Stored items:

· · ·

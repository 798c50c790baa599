//! SPTP (Simple point-to-point Transfer Protocol) - framing encoder
//!
//! This library turns opaque payloads into self-describing SPTP wire
//! messages. Payloads are optionally gzip-compressed and, when larger than
//! the configured threshold, split into numbered chunks that share a random
//! message ID.
//!
//! # Quick Start
//!
//! ```rust,no_run
//! use std::io::Write;
//! use std::net::TcpStream;
//!
//! use sptp::{Writer, WriterOptions};
//!
//! let stream = TcpStream::connect("127.0.0.1:9100")?;
//! let mut writer = Writer::with_options(
//!     stream,
//!     WriterOptions {
//!         gzip_level: 6,
//!         chunk_threshold: 1400,
//!     },
//! );
//!
//! writer.write_payload(b"Hello, peer!")?;
//! writer.flush()?;
//! # Ok::<(), sptp::Error>(())
//! ```
//!
//! # Wire Format
//!
//! ```text
//! unchunked: magic(1) | mode(1) | payload
//! chunked:   magic(1) | mode(1) | message_id(8) | count(1) | index(1) | fragment
//! ```
//!
//! Decoding and reassembly are left to the receiving side.

#![warn(missing_docs)]
#![warn(clippy::all)]
#![warn(clippy::pedantic)]
#![allow(clippy::missing_errors_doc)]
#![allow(clippy::missing_panics_doc)]

pub mod protocol;

pub use protocol::{
    CHUNKED_HEADER_SIZE, DEFAULT_CHUNK_THRESHOLD, Error, HEADER_SIZE, IdSource, MAGIC,
    MAX_CHUNK_COUNT, MessageHeader, MessageId, Mode, OsIdSource, Result, Writer, WriterConfig,
    WriterOptions,
};

/// SPTP wire format version implemented by this crate
pub const VERSION: &str = "1";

· · ·

WORK INSTRUCTION: When a line contains the string "TcpStream", copy it from the records.

ANSWER TO THE PROBLEM:
//! use std::net::TcpStream;
//! let stream = TcpStream::connect("127.0.0.1:9100")?;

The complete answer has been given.